Tetapi meskipun volatilitas sektor keuangan mulai mereda, menurut Sri Mulyani ketidakpastian masih cukup tinggi, mengingat hingga saat ini penyelesaian Covid-19 masih belum dapat dipastikan. Harga komoditas terutama minyak mentah masih bergejolak, bahkan diproyeksikan masih terjadi pemburukan aktivitas ekonomi.
Berbagai lembaga memprakirakan pertumbuhan ekonomi global terkoreksi tajam masuk zona resesi. Economist Intelligence Unit (EIU) memperkirakan perekonomian global terkontraksi hingga -2,2 persen. Sementara IMF memprakirakan ekonomi global -3,0 persen. Lembaga rating memangkas sovereign rating sejumlah negara, antara lain Meksiko (dari BBB+ outlook negatif menjadi BBB outlook negatif), Malaysia (dari A- outlook stable menjadi outlook negatif), dan Inggris (dari AA outlook negatif menjadi AA- outlook negatif).

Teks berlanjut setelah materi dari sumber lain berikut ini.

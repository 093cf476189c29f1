//! Server configuration, loaded from TOML with defaults for every field

use anyhow::{Context, Result, bail};
use serde::{Deserialize, Serialize};
use std::path::Path;

use crate::embedder::MAX_PIXEL_DIMENSION;

pub const DEFAULT_CONFIG_PATH: &str = "facematch.toml";

#[derive(Debug, Clone, PartialEq, Serialize, Deserialize)]
#[serde(default)]
pub struct Config {
    pub host: String,
    pub port: u16,
    /// Fixed embedding dimension. When unset the first registration decides.
    pub dimension: Option<usize>,
    /// Score at or above which a match response is flagged `is_match`.
    /// The index itself never applies a threshold.
    pub match_threshold: Option<f32>,
    pub embedder: EmbedderConfig,
}

#[derive(Debug, Clone, PartialEq, Serialize, Deserialize)]
#[serde(default)]
pub struct EmbedderConfig {
    pub width: u32,
    pub height: u32,
}

impl Default for Config {
    fn default() -> Self {
        Self {
            host: "0.0.0.0".to_string(),
            port: 8000,
            dimension: None,
            match_threshold: None,
            embedder: EmbedderConfig::default(),
        }
    }
}

impl Default for EmbedderConfig {
    fn default() -> Self {
        Self { width: 16, height: 8 }
    }
}

impl Config {
    pub fn bind_addr(&self) -> String {
        format!("{}:{}", self.host, self.port)
    }

    /// Rejects settings the server cannot run with.
    pub fn validate(&self) -> Result<()> {
        let (width, height) = (self.embedder.width, self.embedder.height);
        let Some(produced) = (width as usize).checked_mul(height as usize) else {
            bail!("embedder size {}x{} overflows", width, height);
        };
        if produced == 0 {
            bail!("embedder size must be non-zero, got {}x{}", width, height);
        }
        if produced > MAX_PIXEL_DIMENSION {
            bail!("embedder size {}x{} exceeds {} values", width, height, MAX_PIXEL_DIMENSION);
        }
        if let Some(dim) = self.dimension {
            if dim != produced {
                bail!("configured dimension {} does not match embedder output {}", dim, produced);
            }
        }
        if let Some(t) = self.match_threshold {
            if !(-1.0..=1.0).contains(&t) {
                bail!("match_threshold must lie in [-1, 1], got {}", t);
            }
        }
        Ok(())
    }
}

/// Loads the config file, falling back to defaults when it does not exist.
pub fn load_config(path: Option<&Path>) -> Result<Config> {
    let path = path.unwrap_or(Path::new(DEFAULT_CONFIG_PATH));
    if !path.exists() {
        return Ok(Config::default());
    }
    let raw = std::fs::read_to_string(path)
        .with_context(|| format!("reading config at {}", path.display()))?;
    toml::from_str(&raw).with_context(|| format!("parsing config {}", path.display()))
}

#[cfg(test)]
mod config_test {
    use super::*;
    use std::io::Write;
    use tempfile::NamedTempFile;

    #[test]
    fn test_missing_file_gives_defaults() {
        let dir = tempfile::tempdir().unwrap();
        let cfg = load_config(Some(&dir.path().join("absent.toml"))).unwrap();

        assert_eq!(cfg, Config::default());
        assert_eq!(cfg.bind_addr(), "0.0.0.0:8000");
    }

    #[test]
    fn test_partial_file_keeps_defaults() {
        let mut file = NamedTempFile::new().unwrap();
        writeln!(file, "port = 9100\nmatch_threshold = 0.7\n\n[embedder]\nwidth = 8").unwrap();

        let cfg = load_config(Some(file.path())).unwrap();
        assert_eq!(cfg.port, 9100);
        assert_eq!(cfg.host, "0.0.0.0");
        assert_eq!(cfg.match_threshold, Some(0.7));
        assert_eq!(cfg.embedder, EmbedderConfig { width: 8, height: 8 });
    }

    #[test]
    fn test_invalid_toml() {
        let mut file = NamedTempFile::new().unwrap();
        writeln!(file, "port = \"not a number\"").unwrap();

        let err = load_config(Some(file.path())).unwrap_err();
        assert!(err.to_string().contains("parsing config"));
    }

    #[test]
    fn test_validate() {
        assert!(Config::default().validate().is_ok());

        let cfg = Config { dimension: Some(128), ..Config::default() };
        assert!(cfg.validate().is_ok());

        let cfg = Config { dimension: Some(3), ..Config::default() };
        assert!(cfg.validate().is_err());

        let cfg = Config { match_threshold: Some(1.5), ..Config::default() };
        assert!(cfg.validate().is_err());

        let cfg = Config { embedder: EmbedderConfig { width: 0, height: 8 }, ..Config::default() };
        assert!(cfg.validate().is_err());
    }

    #[test]
    fn test_validate_oversized_embedder() {
        let cfg = Config { embedder: EmbedderConfig { width: 70_000, height: 70_000 }, ..Config::default() };
        let err = cfg.validate().unwrap_err();
        assert!(err.to_string().contains("exceeds"));

        let cfg = Config { embedder: EmbedderConfig { width: u32::MAX, height: u32::MAX }, ..Config::default() };
        assert!(cfg.validate().is_err());

        let cfg = Config { embedder: EmbedderConfig { width: 256, height: 256 }, ..Config::default() };
        assert!(cfg.validate().is_ok());
    }
}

“Sejumlah indikator ekonomi masih relatif baik, meskipun risiko dampak Covid-19 terhadap perekonomian tetap perlu diwaspadai,” kata Sri Mulyani dalam konferensi pers KSSK, Senin (11/5/2020).
Menkue menjabarkan, perkembangan data makroekonomi dan moneter Indonesia menunjukkan tingkat inflasi April 2020 tercatat di level 2,67 persen (yoy). Sementara, neraca perdagangan triwulan I – 2020 masih mencatatkan surplus sebesar USD 2,62 miliar.
Cadangan devisa per April 2020 tercatat di level USD 127,9 miliar, turun dibandingkan posisi bulan Desember 2019 di level USD 129,2 miliar terutama disebabkan oleh pembayaran utang luar negeri Pemerintah serta keperluan stabilisasi nilai tukar rupiah.
Dari sisi fiskal, di tengah tekanan eksternal sepanjang triwulan I – 2020, realisasi pendapatan di APBN mencapai 16,8 persen terhadap APBN atau tumbuh 7,7 persen. Namun Penerimaan Pajak telah terdampak dengan mengalami pertumbuhan negatif 2,5 persen. Penyerapan Belanja Negara mencapai 17,8 persen atau tumbuh 0,1 persen, sementara defisit APBN tercatat sebesar Rp76,4 triliun (0,45 persen terhadap PDB).